Mehr Klimaschutz im Verkehr
Ihre Klimaziele im Verkehr hat die Bundesregierung gerade wieder gerissen, im Vergleich zum Vorjahr stieg der Treibhausgas-Ausstoß sogar. Besonders die Grünen, aber auch die SPD machen deshalb jetzt Druck auf Verkehrsminister Volker Wissing (FDP). Er schulde seit vielen Monaten ein Sofortprogramm mit ausreichend Maßnahmen, die den CO2-Ausstoß im Verkehr dauerhaft senkten.
Finanzierung der Kindergrundsicherung
Ab 2025 soll die Kindergrundsicherung die staatlichen Leistungen für Familien und Kinder bündeln. Umstritten ist in der Koalition weiterhin, was alles dazugehören soll. Familienministerin Lisa Paus (Grüne) will eine Aufstockung, weil die bisherigen Hilfen ihrer Meinung nach Kinderarmut nicht ausreichend bekämpfen. Sie hat deshalb einen Bedarf von zwölf Milliarden Euro angemeldet. Finanzminister Christian Lindner (FDP) hält aufstocken nicht für zwingend, weil die Koalition gerade das Kindergeld angehoben hat.
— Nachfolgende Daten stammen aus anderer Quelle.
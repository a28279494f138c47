pub mod clock;
pub mod error;
pub mod settings;
pub mod traits;
pub mod types;

pub use clock::*;
pub use error::*;
pub use settings::*;
pub use traits::*;
pub use types::*;
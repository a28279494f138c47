//! Rate-limited, cached client for the AniList GraphQL catalog.

mod cache;
mod queries;
mod rate_limiter;
mod retry;
mod transport;
mod wire;

pub use cache::{details_key, ResponseCache, DETAILS_TTL};
pub use rate_limiter::RateLimiter;
pub use retry::{retry_with_backoff, BackoffPolicy};
pub use transport::{HttpTransport, ANILIST_API_URL};

use std::collections::HashSet;
use std::sync::Arc;
use std::time::Duration;

use airing_core::{
    CatalogTransport, Clock, GraphQlRequest, MediaDetails, MediaId, MediaSummary, PartialRecord,
    TransportResponse, WatchError, WatchResult,
};
use serde::de::DeserializeOwned;
use serde_json::json;

use crate::queries::{BULK_STATUS_QUERY, DETAILS_QUERY, SEARCH_PAGE_SIZE, SEARCH_QUERY};
use crate::wire::{GraphQlEnvelope, MediaData, PageData};

/// Upstream accepts at most this many ids per `id_in` lookup.
pub const BULK_BATCH_SIZE: usize = 50;

#[derive(Debug, Clone)]
pub struct ClientConfig {
    pub api_url: String,
    pub max_requests: usize,
    pub window: Duration,
    /// Fixed wait after a 429 before re-issuing the request
    pub throttle_wait: Duration,
    pub max_throttle_retries: u32,
    pub details_ttl: Duration,
    pub timeout: Duration,
}

impl Default for ClientConfig {
    fn default() -> Self {
        Self {
            api_url: ANILIST_API_URL.to_string(),
            max_requests: 90,
            window: Duration::from_millis(60_000),
            throttle_wait: Duration::from_secs(60),
            max_throttle_retries: 5,
            details_ttl: DETAILS_TTL,
            timeout: Duration::from_secs(30),
        }
    }
}

pub struct CatalogClient {
    transport: Arc<dyn CatalogTransport>,
    rate_limiter: RateLimiter,
    details_cache: ResponseCache<MediaDetails>,
    throttle_wait: Duration,
    max_throttle_retries: u32,
    details_ttl: Duration,
}

impl CatalogClient {
    pub fn new(
        transport: Arc<dyn CatalogTransport>,
        config: &ClientConfig,
        clock: Arc<dyn Clock>,
    ) -> Self {
        Self {
            transport,
            rate_limiter: RateLimiter::new(config.max_requests, config.window),
            details_cache: ResponseCache::new(clock),
            throttle_wait: config.throttle_wait,
            max_throttle_retries: config.max_throttle_retries,
            details_ttl: config.details_ttl,
        }
    }

    /// Client over the real HTTP transport.
    pub fn connect(config: &ClientConfig, clock: Arc<dyn Clock>) -> WatchResult<Self> {
        let transport = HttpTransport::new(config.api_url.clone(), config.timeout)?;
        Ok(Self::new(Arc::new(transport), config, clock))
    }

    pub fn clear_cache(&self) {
        self.details_cache.clear();
    }

    /// Send a request with rate limiting and bounded 429 retry.
    async fn send_request(&self, request: &GraphQlRequest) -> WatchResult<TransportResponse> {
        let attempts = self.max_throttle_retries + 1;

        for attempt in 1..=attempts {
            self.rate_limiter.acquire().await;
            let response = self.transport.execute(request).await?;

            if response.status != 429 {
                return Ok(response);
            }

            if attempt == attempts {
                break;
            }
            tracing::warn!(
                "Catalog 429 rate limited, waiting {}s before retry {}/{}",
                self.throttle_wait.as_secs(),
                attempt,
                self.max_throttle_retries
            );
            tokio::time::sleep(self.throttle_wait).await;
        }

        Err(WatchError::RateLimited {
            retry_after: self.throttle_wait,
        })
    }

    /// Search by title. Never cached.
    pub async fn search(&self, query: &str) -> WatchResult<Vec<MediaSummary>> {
        let query = query.trim();
        if query.is_empty() {
            return Ok(Vec::new());
        }

        let request = GraphQlRequest {
            query: SEARCH_QUERY.to_string(),
            variables: json!({ "search": query, "perPage": SEARCH_PAGE_SIZE }),
        };
        let response = self.send_request(&request).await?;
        ensure_success(&response)?;

        let page: PageData<MediaSummary> = decode_data(response.body)?;
        Ok(page.page.map(|p| p.media).unwrap_or_default())
    }

    /// Full record for one id, served from cache while fresh.
    pub async fn get_details(&self, id: MediaId) -> WatchResult<MediaDetails> {
        let cache_key = details_key(id);
        if let Some(cached) = self.details_cache.get(&cache_key) {
            tracing::debug!(media_id = id, "Details served from cache");
            return Ok(cached);
        }

        let request = GraphQlRequest {
            query: DETAILS_QUERY.to_string(),
            variables: json!({ "id": id }),
        };
        let response = self.send_request(&request).await?;
        if response.status == 404 {
            return Err(WatchError::NotFound(id));
        }
        ensure_success(&response)?;

        let data: MediaData = decode_data(response.body)?;
        let details: MediaDetails = data.media.ok_or(WatchError::NotFound(id))?.into();

        self.details_cache
            .put(cache_key, details.clone(), self.details_ttl);
        Ok(details)
    }

    /// Status-only refresh for many ids, one sequential request per batch.
    ///
    /// Ids without an upstream record are omitted from the result.
    pub async fn bulk_refresh(&self, ids: &[MediaId]) -> WatchResult<Vec<PartialRecord>> {
        let mut seen = HashSet::new();
        let unique: Vec<MediaId> = ids.iter().copied().filter(|id| seen.insert(*id)).collect();
        if unique.is_empty() {
            return Ok(Vec::new());
        }

        let batch_count = unique.len().div_ceil(BULK_BATCH_SIZE);
        let mut results = Vec::with_capacity(unique.len());

        for (index, batch) in unique.chunks(BULK_BATCH_SIZE).enumerate() {
            let request = GraphQlRequest {
                query: BULK_STATUS_QUERY.to_string(),
                variables: json!({ "ids": batch, "perPage": batch.len() }),
            };
            let response = self.send_request(&request).await?;
            ensure_success(&response)?;

            let page: PageData<serde_json::Value> = decode_data(response.body)?;
            let records: Vec<PartialRecord> = page
                .page
                .map(|p| p.media)
                .unwrap_or_default()
                .into_iter()
                .filter_map(decode_partial)
                .collect();
            tracing::debug!(
                batch = index + 1,
                batches = batch_count,
                requested = batch.len(),
                returned = records.len(),
                "Bulk refresh batch complete"
            );
            results.extend(records);
        }

        Ok(results)
    }
}

fn ensure_success(response: &TransportResponse) -> WatchResult<()> {
    if response.is_success() {
        return Ok(());
    }
    let detail = response
        .body
        .get("errors")
        .and_then(|e| e.get(0))
        .and_then(|e| e.get("message"))
        .and_then(|m| m.as_str())
        .unwrap_or("no error detail");
    Err(WatchError::Network(format!(
        "HTTP {}: {}",
        response.status, detail
    )))
}

/// One malformed entry is dropped on its own rather than failing the batch.
fn decode_partial(entry: serde_json::Value) -> Option<PartialRecord> {
    let id = entry.get("id").and_then(|v| v.as_i64());
    match serde_json::from_value::<PartialRecord>(entry) {
        Ok(record) => Some(record),
        Err(e) => {
            tracing::warn!(media_id = ?id, "Skipping malformed bulk record: {}", e);
            None
        }
    }
}

fn decode_data<T: DeserializeOwned>(body: serde_json::Value) -> WatchResult<T> {
    let envelope: GraphQlEnvelope<T> = serde_json::from_value(body)?;
    match envelope.data {
        Some(data) => Ok(data),
        None => {
            let message = envelope
                .errors
                .first()
                .map(|e| format!("{} (status {:?})", e.message, e.status))
                .unwrap_or_else(|| "response carried no data".to_string());
            Err(WatchError::InvalidResponse(message))
        }
    }
}
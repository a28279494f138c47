use airing_core::{NotificationContent, TrackedItem};

/// Icon used when an item carries no cover image.
pub const DEFAULT_FALLBACK_ICON: &str = "assets/icons/icon-128.png";

/// Human-readable countdown, e.g. "45 minutes", "2h 15m", "3d 4h".
pub fn format_time_until(seconds: i64) -> String {
    if seconds < 60 {
        return "less than a minute".to_string();
    }

    let minutes = seconds / 60;
    if minutes < 60 {
        return format!("{minutes} minutes");
    }

    let hours = minutes / 60;
    let remaining_minutes = minutes % 60;
    if hours < 24 {
        return if remaining_minutes > 0 {
            format!("{hours}h {remaining_minutes}m")
        } else {
            format!("{hours} hours")
        };
    }

    let days = hours / 24;
    let remaining_hours = hours % 24;
    if remaining_hours > 0 {
        format!("{days}d {remaining_hours}h")
    } else {
        format!("{days} days")
    }
}

fn icon_for(item: &TrackedItem, fallback_icon: &str) -> String {
    item.icon().unwrap_or(fallback_icon).to_string()
}

pub fn upcoming_content(
    item: &TrackedItem,
    episode: u32,
    seconds_until: i64,
    fallback_icon: &str,
) -> NotificationContent {
    NotificationContent {
        title: "Episode airing soon".to_string(),
        body: format!(
            "{} EP {} airs in {}",
            item.display_title(),
            episode,
            format_time_until(seconds_until)
        ),
        icon: icon_for(item, fallback_icon),
    }
}

pub fn release_content(item: &TrackedItem, episode: u32, fallback_icon: &str) -> NotificationContent {
    NotificationContent {
        title: "New episode available!".to_string(),
        body: format!("{} EP {} is now available", item.display_title(), episode),
        icon: icon_for(item, fallback_icon),
    }
}
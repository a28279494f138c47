// Catalog response envelopes

use airing_core::{
    CoverImage, ExternalLink, FuzzyDate, MediaDetails, MediaStatus, MediaTitle, NextAiring,
    ScheduledEpisode,
};
use serde::Deserialize;

#[derive(Debug, Deserialize)]
pub(crate) struct GraphQlEnvelope<T> {
    pub data: Option<T>,
    #[serde(default)]
    pub errors: Vec<GraphQlError>,
}

#[derive(Debug, Deserialize)]
pub(crate) struct GraphQlError {
    pub message: String,
    #[serde(default)]
    pub status: Option<u16>,
}

#[derive(Debug, Deserialize)]
pub(crate) struct PageData<T> {
    #[serde(rename = "Page")]
    pub page: Option<MediaPage<T>>,
}

#[derive(Debug, Deserialize)]
pub(crate) struct MediaPage<T> {
    #[serde(default = "Vec::new")]
    pub media: Vec<T>,
}

#[derive(Debug, Deserialize)]
pub(crate) struct MediaData {
    #[serde(rename = "Media")]
    pub media: Option<DetailsWire>,
}

#[derive(Debug, Deserialize)]
pub(crate) struct Nodes<T> {
    #[serde(default = "Vec::new")]
    pub nodes: Vec<T>,
}

#[derive(Debug, Deserialize)]
pub(crate) struct StudioNode {
    pub name: String,
}

#[derive(Debug, Deserialize)]
#[serde(rename_all = "camelCase")]
pub(crate) struct DetailsWire {
    pub id: i64,
    #[serde(default)]
    pub title: MediaTitle,
    pub description: Option<String>,
    pub cover_image: Option<CoverImage>,
    pub banner_image: Option<String>,
    pub status: Option<MediaStatus>,
    pub episodes: Option<u32>,
    pub next_airing_episode: Option<NextAiring>,
    pub airing_schedule: Option<Nodes<ScheduledEpisode>>,
    pub external_links: Option<Vec<ExternalLink>>,
    pub season: Option<String>,
    pub season_year: Option<i32>,
    pub start_date: Option<FuzzyDate>,
    pub end_date: Option<FuzzyDate>,
    pub genres: Option<Vec<String>>,
    pub average_score: Option<u32>,
    pub studios: Option<Nodes<StudioNode>>,
}

impl From<DetailsWire> for MediaDetails {
    fn from(w: DetailsWire) -> Self {
        MediaDetails {
            id: w.id,
            title: w.title,
            description: w.description,
            cover_image: w.cover_image,
            banner_image: w.banner_image,
            status: w.status,
            episodes: w.episodes,
            next_airing_episode: w.next_airing_episode,
            airing_schedule: w.airing_schedule.map(|s| s.nodes).unwrap_or_default(),
            external_links: w.external_links.unwrap_or_default(),
            season: w.season,
            season_year: w.season_year,
            start_date: w.start_date,
            end_date: w.end_date,
            genres: w.genres.unwrap_or_default(),
            average_score: w.average_score,
            studios: w
                .studios
                .map(|s| s.nodes.into_iter().map(|n| n.name).collect())
                .unwrap_or_default(),
        }
    }
}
Dem Koalitionsausschuss gehören die Partei- und Fraktionschefs der drei Ampel-Parteien sowie der Kanzler und mehrere Minister an - insgesamt fast 20 Politiker. Im Koalitionsvertrag hatten sich SPD, Grüne und FDP darauf verständigt, dass das Gremium monatlich zusammenkommt, "um grundsätzliche und aktuelle politische Fragen miteinander zu diskutieren und die weitere Arbeitsplanung miteinander abzustimmen". In der Praxis tagte das Gremium allerdings deutlich seltener.